START EXTRACTED ENTRIES
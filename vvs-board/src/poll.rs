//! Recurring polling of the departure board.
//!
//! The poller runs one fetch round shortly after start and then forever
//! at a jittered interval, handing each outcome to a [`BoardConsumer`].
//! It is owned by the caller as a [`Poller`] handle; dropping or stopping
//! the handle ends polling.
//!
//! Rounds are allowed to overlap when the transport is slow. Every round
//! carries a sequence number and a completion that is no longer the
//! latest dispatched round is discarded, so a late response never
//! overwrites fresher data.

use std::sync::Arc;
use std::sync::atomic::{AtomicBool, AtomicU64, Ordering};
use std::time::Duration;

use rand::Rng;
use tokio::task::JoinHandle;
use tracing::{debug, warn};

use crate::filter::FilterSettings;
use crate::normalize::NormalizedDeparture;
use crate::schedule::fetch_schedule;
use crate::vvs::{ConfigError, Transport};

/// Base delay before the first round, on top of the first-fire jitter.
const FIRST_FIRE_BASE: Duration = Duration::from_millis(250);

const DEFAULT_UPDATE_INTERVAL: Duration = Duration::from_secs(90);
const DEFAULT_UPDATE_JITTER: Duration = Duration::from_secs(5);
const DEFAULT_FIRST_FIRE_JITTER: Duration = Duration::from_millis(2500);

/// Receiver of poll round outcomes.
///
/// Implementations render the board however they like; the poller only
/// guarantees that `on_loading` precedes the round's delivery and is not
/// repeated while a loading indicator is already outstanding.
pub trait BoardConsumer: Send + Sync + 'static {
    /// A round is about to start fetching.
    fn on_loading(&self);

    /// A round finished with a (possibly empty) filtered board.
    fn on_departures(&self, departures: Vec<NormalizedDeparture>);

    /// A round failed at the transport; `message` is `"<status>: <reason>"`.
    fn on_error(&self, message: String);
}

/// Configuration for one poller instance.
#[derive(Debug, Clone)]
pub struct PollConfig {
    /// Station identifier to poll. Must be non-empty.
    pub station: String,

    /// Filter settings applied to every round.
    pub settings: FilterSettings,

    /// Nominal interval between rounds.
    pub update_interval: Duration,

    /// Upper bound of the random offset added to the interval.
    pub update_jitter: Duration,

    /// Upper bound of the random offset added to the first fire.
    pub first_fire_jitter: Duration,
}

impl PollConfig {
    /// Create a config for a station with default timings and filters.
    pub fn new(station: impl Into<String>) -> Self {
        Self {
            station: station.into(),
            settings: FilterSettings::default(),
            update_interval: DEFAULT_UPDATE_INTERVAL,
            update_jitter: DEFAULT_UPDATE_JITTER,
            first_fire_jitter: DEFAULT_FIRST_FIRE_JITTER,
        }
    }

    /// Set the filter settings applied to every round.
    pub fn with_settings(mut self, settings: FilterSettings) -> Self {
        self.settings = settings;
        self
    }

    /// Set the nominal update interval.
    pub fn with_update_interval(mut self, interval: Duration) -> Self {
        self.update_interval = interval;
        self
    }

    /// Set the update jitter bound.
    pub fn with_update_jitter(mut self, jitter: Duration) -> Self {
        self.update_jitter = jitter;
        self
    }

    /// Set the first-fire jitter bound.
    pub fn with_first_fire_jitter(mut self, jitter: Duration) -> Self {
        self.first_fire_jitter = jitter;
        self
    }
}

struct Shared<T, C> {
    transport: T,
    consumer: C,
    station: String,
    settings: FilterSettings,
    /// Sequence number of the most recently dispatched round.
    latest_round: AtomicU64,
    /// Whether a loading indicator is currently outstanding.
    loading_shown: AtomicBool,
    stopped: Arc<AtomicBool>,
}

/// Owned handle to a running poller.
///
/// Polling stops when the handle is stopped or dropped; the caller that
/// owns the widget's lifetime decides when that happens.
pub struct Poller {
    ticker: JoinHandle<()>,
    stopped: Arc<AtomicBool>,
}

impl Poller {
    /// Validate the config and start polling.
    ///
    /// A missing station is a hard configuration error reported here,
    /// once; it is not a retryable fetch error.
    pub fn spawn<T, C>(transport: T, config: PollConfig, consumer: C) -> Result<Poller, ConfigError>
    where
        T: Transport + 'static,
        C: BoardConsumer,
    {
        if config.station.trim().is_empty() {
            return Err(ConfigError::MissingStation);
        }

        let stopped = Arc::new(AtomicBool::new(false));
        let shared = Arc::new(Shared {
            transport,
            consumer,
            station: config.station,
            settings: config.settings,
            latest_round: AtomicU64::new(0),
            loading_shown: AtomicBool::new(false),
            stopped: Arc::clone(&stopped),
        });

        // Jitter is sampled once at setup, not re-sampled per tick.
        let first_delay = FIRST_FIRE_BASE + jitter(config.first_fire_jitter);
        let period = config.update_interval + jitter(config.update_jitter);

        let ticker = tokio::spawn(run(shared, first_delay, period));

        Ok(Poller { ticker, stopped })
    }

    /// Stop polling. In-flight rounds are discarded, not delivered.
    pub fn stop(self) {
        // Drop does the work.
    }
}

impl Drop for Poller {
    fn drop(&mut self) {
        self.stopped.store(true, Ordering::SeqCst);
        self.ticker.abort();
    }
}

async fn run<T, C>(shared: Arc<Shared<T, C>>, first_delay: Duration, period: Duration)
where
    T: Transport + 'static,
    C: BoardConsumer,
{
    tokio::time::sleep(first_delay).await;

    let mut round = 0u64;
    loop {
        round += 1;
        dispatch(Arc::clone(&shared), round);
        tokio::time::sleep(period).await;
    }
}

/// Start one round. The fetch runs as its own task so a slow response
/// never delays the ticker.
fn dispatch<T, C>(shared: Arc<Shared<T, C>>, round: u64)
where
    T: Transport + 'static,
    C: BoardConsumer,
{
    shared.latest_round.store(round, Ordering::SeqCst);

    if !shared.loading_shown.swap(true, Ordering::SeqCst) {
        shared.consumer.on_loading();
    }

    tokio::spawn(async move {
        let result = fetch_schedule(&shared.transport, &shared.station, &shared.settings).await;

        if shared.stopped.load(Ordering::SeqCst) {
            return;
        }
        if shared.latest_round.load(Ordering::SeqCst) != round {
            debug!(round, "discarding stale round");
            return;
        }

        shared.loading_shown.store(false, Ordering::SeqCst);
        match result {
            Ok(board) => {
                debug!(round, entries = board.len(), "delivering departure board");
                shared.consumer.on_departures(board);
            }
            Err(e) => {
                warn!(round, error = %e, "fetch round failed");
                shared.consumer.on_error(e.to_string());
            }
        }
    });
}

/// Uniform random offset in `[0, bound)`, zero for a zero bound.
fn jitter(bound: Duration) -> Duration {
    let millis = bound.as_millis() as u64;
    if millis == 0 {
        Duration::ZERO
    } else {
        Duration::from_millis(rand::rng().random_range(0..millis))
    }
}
END EXTRACTED ENTRIES
START EXTRACTED ENTRIES
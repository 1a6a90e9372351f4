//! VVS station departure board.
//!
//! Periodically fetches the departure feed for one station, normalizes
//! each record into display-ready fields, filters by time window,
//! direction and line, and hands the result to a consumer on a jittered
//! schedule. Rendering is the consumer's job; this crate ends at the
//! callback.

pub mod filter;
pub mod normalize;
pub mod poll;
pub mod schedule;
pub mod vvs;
END EXTRACTED ENTRIES
__EXERCISE__
Your answer should consist solely of the lines above from the line with "filename vvs-board/src/poll.rs" to the line with "use std::sync::Arc;", both included, reproduced exactly.

__WRITTEN RESPONSE__
filename vvs-board/src/poll.rs
//! Recurring polling of the departure board.
//!
//! The poller runs one fetch round shortly after start and then forever
//! at a jittered interval, handing each outcome to a [`BoardConsumer`].
//! It is owned by the caller as a [`Poller`] handle; dropping or stopping
//! the handle ends polling.
//!
//! Rounds are allowed to overlap when the transport is slow. Every round
//! carries a sequence number and a completion that is no longer the
//! latest dispatched round is discarded, so a late response never
//! overwrites fresher data.

use std::sync::Arc;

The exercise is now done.